Erin Riley, who will study communications and public relations at Chico State University, said she feels the same way. “I’m lucky to be able to go to a four-year college. It’s an opportunity and you should take advantage of it when you have it.”
To fund that education, most of the students are looking into scholarships. While many will get assistance from their parents, Hamilton and Penny are taking out student loans. Noting recent increases in interest rates for such loans, they maintained loans are something they have to do.

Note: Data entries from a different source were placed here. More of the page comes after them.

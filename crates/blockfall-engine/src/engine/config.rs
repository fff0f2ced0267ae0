use serde::{Deserialize, Serialize};

use crate::core::MIN_SHAPE_SIZE;

/// Error returned when a [`GameConfig`] value is out of range.
#[derive(Debug, Clone, PartialEq, derive_more::Display, derive_more::Error)]
pub enum ConfigError {
    #[display("{name} must be at least {min}, got {value}")]
    TooSmall {
        name: &'static str,
        min: usize,
        value: usize,
    },
    #[display("{name} must be a positive finite number, got {value}")]
    NotPositive { name: &'static str, value: f32 },
    #[display("{name} must be a non-negative finite number, got {value}")]
    Negative { name: &'static str, value: f32 },
}

/// Tunable parameters of a game session.
///
/// Missing fields take their default values when deserialized, so a config file
/// only needs to list what it changes:
///
/// ```
/// use blockfall_engine::GameConfig;
///
/// let config: GameConfig = serde_json::from_str(r#"{ "field_width": 8 }"#).unwrap();
/// assert_eq!(config.field_width, 8);
/// assert_eq!(config.field_height, GameConfig::default().field_height);
/// assert!(config.validate().is_ok());
/// ```
#[derive(Debug, Clone, PartialEq, Serialize, Deserialize)]
#[serde(default, deny_unknown_fields)]
pub struct GameConfig {
    /// Number of playable columns.
    pub field_width: usize,
    /// Number of visible playable rows.
    pub field_height: usize,
    /// Largest accepted shape size. Also the width of the wall margin.
    pub max_shape_size: usize,
    /// Initial fall speed in cells per second.
    pub normal_speed: f32,
    /// Fall speed after a drop, in cells per second.
    pub drop_speed: f32,
    /// Seconds to wait after a horizontal move before the next one.
    pub move_delay: f32,
    /// The pre-fall delay after a spawn is `spawn_delay_factor / normal_speed` seconds.
    pub spawn_delay_factor: f32,
    /// Cleared rows needed for a speedup.
    pub rows_to_speedup: usize,
    /// Increase of the normal fall speed on each speedup.
    pub speedup_amount: f32,
    /// Seconds a row collapse takes to settle when the presentation layer does not
    /// signal it. `None` waits for the signal.
    pub collapse_settle_time: Option<f32>,
}

impl Default for GameConfig {
    fn default() -> Self {
        Self {
            field_width: 10,
            field_height: 13,
            max_shape_size: 5,
            normal_speed: 2.0,
            drop_speed: 8000.0,
            move_delay: 0.1,
            spawn_delay_factor: 2.0,
            rows_to_speedup: 10,
            speedup_amount: 0.5,
            collapse_settle_time: Some(0.2),
        }
    }
}

impl GameConfig {
    pub fn validate(&self) -> Result<(), ConfigError> {
        at_least("field_width", self.field_width, 1)?;
        at_least("field_height", self.field_height, 1)?;
        at_least("max_shape_size", self.max_shape_size, MIN_SHAPE_SIZE)?;
        at_least("rows_to_speedup", self.rows_to_speedup, 1)?;
        positive("normal_speed", self.normal_speed)?;
        positive("drop_speed", self.drop_speed)?;
        non_negative("move_delay", self.move_delay)?;
        non_negative("spawn_delay_factor", self.spawn_delay_factor)?;
        non_negative("speedup_amount", self.speedup_amount)?;
        if let Some(settle) = self.collapse_settle_time {
            non_negative("collapse_settle_time", settle)?;
        }
        Ok(())
    }
}

fn at_least(name: &'static str, value: usize, min: usize) -> Result<(), ConfigError> {
    if value < min {
        return Err(ConfigError::TooSmall { name, min, value });
    }
    Ok(())
}

fn positive(name: &'static str, value: f32) -> Result<(), ConfigError> {
    if !(value.is_finite() && value > 0.0) {
        return Err(ConfigError::NotPositive { name, value });
    }
    Ok(())
}

fn non_negative(name: &'static str, value: f32) -> Result<(), ConfigError> {
    if !(value.is_finite() && value >= 0.0) {
        return Err(ConfigError::Negative { name, value });
    }
    Ok(())
}
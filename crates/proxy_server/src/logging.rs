//! Logging setup.
//!
//! Structured logging through `tracing`. The level comes from the logging
//! config section unless `RUST_LOG` overrides it; a debug flag from the
//! CLI wins over both.

use tracing_subscriber::{fmt, prelude::*, EnvFilter};

use crate::config::LoggingSettings;

/// Initializes the global subscriber. Later calls are no-ops, so tests can
/// call this freely.
pub fn setup_logging(settings: &LoggingSettings, debug: bool) {
    let level = if debug { "debug" } else { &settings.level };
    let filter = EnvFilter::try_from_default_env().unwrap_or_else(|_| EnvFilter::new(level));

    if settings.json_format {
        let _ = tracing_subscriber::registry()
            .with(filter)
            .with(fmt::layer().json().with_target(false))
            .try_init();
    } else {
        let _ = tracing_subscriber::registry()
            .with(filter)
            .with(fmt::layer().with_target(false))
            .try_init();
    }
}
//! # Waypoint Proxy Server - Session Routing Core
//!
//! The routing core of a multi-backend game proxy. It decides which
//! backend server every client ends up on and keeps that decision
//! consistent across player transfers and across a federation of
//! independent proxy instances.
//!
//! ## Architecture Overview
//!
//! * **Server Registry** - Backend topology: servers grouped by name, each
//!   with a live flag and a player count maintained by the backend
//!   connection layer.
//! * **Load Balancer** - Pure occupancy-policy function choosing a
//!   destination inside a group.
//! * **Session / Event Dispatch** - One session per connection, with
//!   transfer, disconnect, quit and packet events dispatched in order
//!   through a pluggable handler that can veto or redirect them.
//! * **Connection Acceptor** - Whitelist gate and session construction;
//!   one connection's failure never stops the accept loop.
//! * **Cross-Instance Aggregator** - Periodic fan-out polling of peer
//!   proxies' player counts, published atomically per complete cycle.
//! * **Status Endpoint** - Plain-text HTTP counts for peers and
//!   monitoring, plus the protocol status provider fed from the same
//!   counters.
//!
//! ## Message Flow
//!
//! 1. The listener accepts a connection and the whitelist gate runs.
//! 2. The acceptor places the player on the default group's best server
//!    and spawns a [`session::Session`].
//! 3. Protocol events flow through the session's queue; transfer events
//!    consult the load balancer when they target a balanced name.
//! 4. The aggregator and the status endpoint run alongside, keeping the
//!    federation-wide player figure fresh.
//!
//! The wire-level protocol codec is pluggable behind the seams in
//! [`transport`]; the crate ships a line-delimited JSON transport used by
//! the default binary and the test suite.

pub use config::Config;
pub use error::ProxyError;
pub use registry::{Group, Server, ServerRegistry};
pub use session::{
    EventOutcome, LoadBalancedTransfers, NoopHandler, Session, SessionHandler, SessionMap,
    SessionSender, SessionState, TransferOutcome,
};
pub use status::{PlayerCounts, ServerStatus, StatusProvider};

pub mod acceptor;
pub mod aggregator;
pub mod balancer;
pub mod config;
pub mod error;
pub mod logging;
pub mod registry;
pub mod session;
pub mod status;
pub mod transport;
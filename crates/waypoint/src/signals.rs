//! Graceful shutdown signal handling.

use tokio::sync::oneshot;
use tracing::info;

/// Returns a receiver that fires once a termination signal arrives.
///
/// Unix listens for SIGINT and SIGTERM; Windows handles Ctrl+C.
pub async fn shutdown_signal() -> oneshot::Receiver<()> {
    let (tx, rx) = oneshot::channel();

    tokio::spawn(async move {
        #[cfg(unix)]
        {
            use tokio::signal::unix::{signal, SignalKind};

            let mut sigint = match signal(SignalKind::interrupt()) {
                Ok(s) => s,
                Err(e) => {
                    tracing::error!("Failed to install SIGINT handler: {}", e);
                    return;
                }
            };
            let mut sigterm = match signal(SignalKind::terminate()) {
                Ok(s) => s,
                Err(e) => {
                    tracing::error!("Failed to install SIGTERM handler: {}", e);
                    return;
                }
            };

            tokio::select! {
                _ = sigint.recv() => info!("SIGINT received - shutting down"),
                _ = sigterm.recv() => info!("SIGTERM received - shutting down"),
            }
        }

        #[cfg(windows)]
        {
            match tokio::signal::ctrl_c().await {
                Ok(()) => info!("Ctrl+C received - shutting down"),
                Err(e) => {
                    tracing::error!("Failed to install Ctrl+C handler: {}", e);
                    return;
                }
            }
        }

        let _ = tx.send(());
    });

    rx
}
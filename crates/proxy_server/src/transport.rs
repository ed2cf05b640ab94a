//! Seams to the wire-level protocol layer.
//!
//! The game-protocol codec (framing, handshake, encryption) is not part of
//! this crate. The routing core talks to it through two narrow traits:
//! [`ProxyListener`] hands out accepted connections and [`ClientConnection`]
//! exposes the per-connection operations the core needs (identity, packet
//! I/O, disconnect with a user-visible message).
//!
//! `JsonLineListener` is the development transport used by the default
//! binary and the test suite: one JSON object per line, with the first line
//! acting as the handshake carrying the client's identity data.

use std::net::SocketAddr;
use std::sync::Arc;
use std::time::Duration;

use async_trait::async_trait;
use serde::{Deserialize, Serialize};
use tokio::io::{AsyncBufReadExt, AsyncWriteExt, BufReader};
use tokio::net::tcp::{OwnedReadHalf, OwnedWriteHalf};
use tokio::net::{TcpListener, TcpStream};
use tokio::sync::Mutex;
use tokio::time::timeout;
use tracing::debug;

use crate::error::ProxyError;

/// How long a freshly accepted connection gets to complete its handshake.
const HANDSHAKE_TIMEOUT: Duration = Duration::from_secs(10);

/// Packet id a client uses to ask for a transfer to a named server. The
/// packet data is `{"server": "<name>"}`.
pub const TRANSFER_REQUEST_ID: u32 = 1;

/// One protocol-level packet, opaque to the routing core.
#[derive(Debug, Clone, Serialize, Deserialize, PartialEq)]
pub struct Packet {
    pub id: u32,
    #[serde(default)]
    pub data: serde_json::Value,
}

impl Packet {
    pub fn new(id: u32, data: serde_json::Value) -> Self {
        Self { id, data }
    }
}

/// Wraps a user-visible failure message in the protocol's legacy red
/// formatting code.
pub fn red(message: &str) -> String {
    format!("\u{a7}c{message}\u{a7}r")
}

/// One accepted client connection.
#[async_trait]
pub trait ClientConnection: Send + Sync {
    /// Display name from the connection's claimed identity data.
    fn display_name(&self) -> &str;

    fn remote_addr(&self) -> SocketAddr;

    /// Next packet from the client. `Ok(None)` means the client closed the
    /// connection cleanly.
    async fn read_packet(&self) -> Result<Option<Packet>, ProxyError>;

    async fn send_packet(&self, packet: &Packet) -> Result<(), ProxyError>;

    /// Terminates the connection with a short status message shown to the
    /// user. Best effort; the connection is gone afterwards either way.
    async fn disconnect(&self, message: &str);
}

/// Accept side of the transport.
#[async_trait]
pub trait ProxyListener: Send + Sync {
    async fn accept(&self) -> Result<Arc<dyn ClientConnection>, ProxyError>;
}

#[derive(Debug, Deserialize)]
struct Handshake {
    display_name: String,
}

#[derive(Debug, Serialize)]
struct DisconnectNotice<'a> {
    disconnect: &'a str,
}

/// Development transport: newline-delimited JSON over TCP.
pub struct JsonLineListener {
    inner: TcpListener,
}

impl JsonLineListener {
    /// Binds the listener. A bind failure here is fatal for the proxy.
    pub async fn bind(addr: SocketAddr) -> Result<Self, ProxyError> {
        let inner = TcpListener::bind(addr)
            .await
            .map_err(|e| ProxyError::Network(format!("failed to bind listener on {addr}: {e}")))?;
        Ok(Self { inner })
    }

    pub fn local_addr(&self) -> Result<SocketAddr, ProxyError> {
        Ok(self.inner.local_addr()?)
    }
}

#[async_trait]
impl ProxyListener for JsonLineListener {
    /// Waits for the next connection that completes its handshake. A
    /// connection failing the handshake is dropped and logged; only a
    /// listener-level failure is returned as an error.
    async fn accept(&self) -> Result<Arc<dyn ClientConnection>, ProxyError> {
        loop {
            let (stream, addr) = self.inner.accept().await?;
            match JsonLineConnection::handshake(stream, addr).await {
                Ok(conn) => return Ok(Arc::new(conn)),
                Err(e) => debug!("Connection from {} dropped during handshake: {}", addr, e),
            }
        }
    }
}

/// A single client connection on the development transport.
pub struct JsonLineConnection {
    display_name: String,
    remote_addr: SocketAddr,
    reader: Mutex<BufReader<OwnedReadHalf>>,
    writer: Mutex<OwnedWriteHalf>,
}

impl JsonLineConnection {
    /// Reads the handshake line and produces a ready connection.
    async fn handshake(stream: TcpStream, remote_addr: SocketAddr) -> Result<Self, ProxyError> {
        let (read_half, write_half) = stream.into_split();
        let mut reader = BufReader::new(read_half);

        let mut line = String::new();
        let read = timeout(HANDSHAKE_TIMEOUT, reader.read_line(&mut line))
            .await
            .map_err(|_| ProxyError::Network(format!("handshake timed out from {remote_addr}")))?;
        read.map_err(|e| ProxyError::Network(format!("handshake read failed from {remote_addr}: {e}")))?;

        let handshake: Handshake = serde_json::from_str(line.trim())
            .map_err(|e| ProxyError::Network(format!("malformed handshake from {remote_addr}: {e}")))?;

        Ok(Self {
            display_name: handshake.display_name,
            remote_addr,
            reader: Mutex::new(reader),
            writer: Mutex::new(write_half),
        })
    }

    async fn write_line(&self, line: String) -> Result<(), ProxyError> {
        let mut writer = self.writer.lock().await;
        writer.write_all(line.as_bytes()).await?;
        writer.write_all(b"\n").await?;
        writer.flush().await?;
        Ok(())
    }
}

#[async_trait]
impl ClientConnection for JsonLineConnection {
    fn display_name(&self) -> &str {
        &self.display_name
    }

    fn remote_addr(&self) -> SocketAddr {
        self.remote_addr
    }

    async fn read_packet(&self) -> Result<Option<Packet>, ProxyError> {
        let mut reader = self.reader.lock().await;
        let mut line = String::new();
        let n = reader.read_line(&mut line).await?;
        if n == 0 {
            return Ok(None);
        }
        let packet = serde_json::from_str(line.trim())
            .map_err(|e| ProxyError::Network(format!("malformed packet: {e}")))?;
        Ok(Some(packet))
    }

    async fn send_packet(&self, packet: &Packet) -> Result<(), ProxyError> {
        let line = serde_json::to_string(packet)
            .map_err(|e| ProxyError::Internal(format!("packet serialization failed: {e}")))?;
        self.write_line(line).await
    }

    async fn disconnect(&self, message: &str) {
        let notice = DisconnectNotice { disconnect: message };
        if let Ok(line) = serde_json::to_string(&notice) {
            if let Err(e) = self.write_line(line).await {
                debug!("Disconnect notice to {} not delivered: {}", self.remote_addr, e);
            }
        }
        let mut writer = self.writer.lock().await;
        let _ = writer.shutdown().await;
    }
}

#[cfg(test)]
mod tests {
    use super::*;
    use tokio::io::AsyncReadExt;

    async fn listener() -> (JsonLineListener, SocketAddr) {
        let listener = JsonLineListener::bind("127.0.0.1:0".parse().unwrap())
            .await
            .unwrap();
        let addr = listener.local_addr().unwrap();
        (listener, addr)
    }

    #[tokio::test]
    async fn test_handshake_and_packet_roundtrip() {
        let (listener, addr) = listener().await;

        let client = tokio::spawn(async move {
            let mut stream = TcpStream::connect(addr).await.unwrap();
            stream
                .write_all(b"{\"display_name\":\"Steve\"}\n")
                .await
                .unwrap();
            stream
                .write_all(b"{\"id\":7,\"data\":{\"x\":1}}\n")
                .await
                .unwrap();

            let mut reader = tokio::io::BufReader::new(stream);
            let mut line = String::new();
            reader.read_line(&mut line).await.unwrap();
            line
        });

        let conn = listener.accept().await.unwrap();
        assert_eq!(conn.display_name(), "Steve");

        let packet = conn.read_packet().await.unwrap().unwrap();
        assert_eq!(packet.id, 7);
        assert_eq!(packet.data["x"], 1);

        conn.send_packet(&Packet::new(12, serde_json::json!({"pong": true})))
            .await
            .unwrap();

        let echoed: Packet = serde_json::from_str(client.await.unwrap().trim()).unwrap();
        assert_eq!(echoed.id, 12);
        assert_eq!(echoed.data["pong"], true);
        assert!(conn.read_packet().await.unwrap().is_none());
    }

    #[tokio::test]
    async fn test_malformed_handshake_is_skipped() {
        let (listener, addr) = listener().await;

        tokio::spawn(async move {
            let mut bad = TcpStream::connect(addr).await.unwrap();
            bad.write_all(b"not json\n").await.unwrap();
            drop(bad);

            let mut good = TcpStream::connect(addr).await.unwrap();
            good.write_all(b"{\"display_name\":\"Alex\"}\n")
                .await
                .unwrap();
            // Hold the good connection open until the listener has seen it.
            tokio::time::sleep(Duration::from_millis(500)).await;
        });

        // The malformed connection never surfaces; the next good one does.
        let conn = listener.accept().await.unwrap();
        assert_eq!(conn.display_name(), "Alex");
    }

    #[tokio::test]
    async fn test_disconnect_sends_notice() {
        let (listener, addr) = listener().await;

        let client = tokio::spawn(async move {
            let mut stream = TcpStream::connect(addr).await.unwrap();
            stream
                .write_all(b"{\"display_name\":\"Steve\"}\n")
                .await
                .unwrap();
            let mut response = String::new();
            stream.read_to_string(&mut response).await.unwrap();
            response
        });

        let conn = listener.accept().await.unwrap();
        conn.disconnect(&red("Server is whitelisted")).await;

        let response = client.await.unwrap();
        assert!(response.contains("Server is whitelisted"));
        assert!(response.contains("\u{a7}c"));
    }
}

“I don’t mind taking out student loans to finance my education, I think it’s worth it,” Hamilton said. However, rising interest rates “are definitely a concern. I’m weighing the options, but am optimistic and hopeful that the opportunity I’ll get from the loan will outweigh the cost.”
Once they finish college, these students said they would seize every opportunity to get their foot in the door and secure a job right out of college. Hamilton said he would start looking for internships after his first year. “Networking and making the right connections and knowing the right people can help someone be successful,” he said.
Riley plans to go where the connections are. “I know the Communications Department has a lot of connections in San Francisco, so living there is a possibility,” she said. Robertson said she started working at local retail shops in high school to gain a head start. “Having some experience is a good way to integrate myself into the workforce because I’ll have had prior work experience,” she said. “It’ll be a whole different field of work, but it’s still working with people.”
Planning ahead makes these students feel more prepared, but it can add to the pressures of being a teenager.
Margaret Haerr, future UC Santa Barbara student said, “Everyone comes from different situations and knows what’s good for them, but there is a ton of pressure on everyone to go to big universities when maybe it would make more sense for them to go to a junior college.”
One of those taking a slightly different path is Dylan Walsh, who will leave for Naval Academy training on June 25. Having looked into the military for the past several years, Walsh chose the Naval Academy because it offers the choice of graduating as a Naval Officer or as a Marine Corps officer, or the option to remain in the service.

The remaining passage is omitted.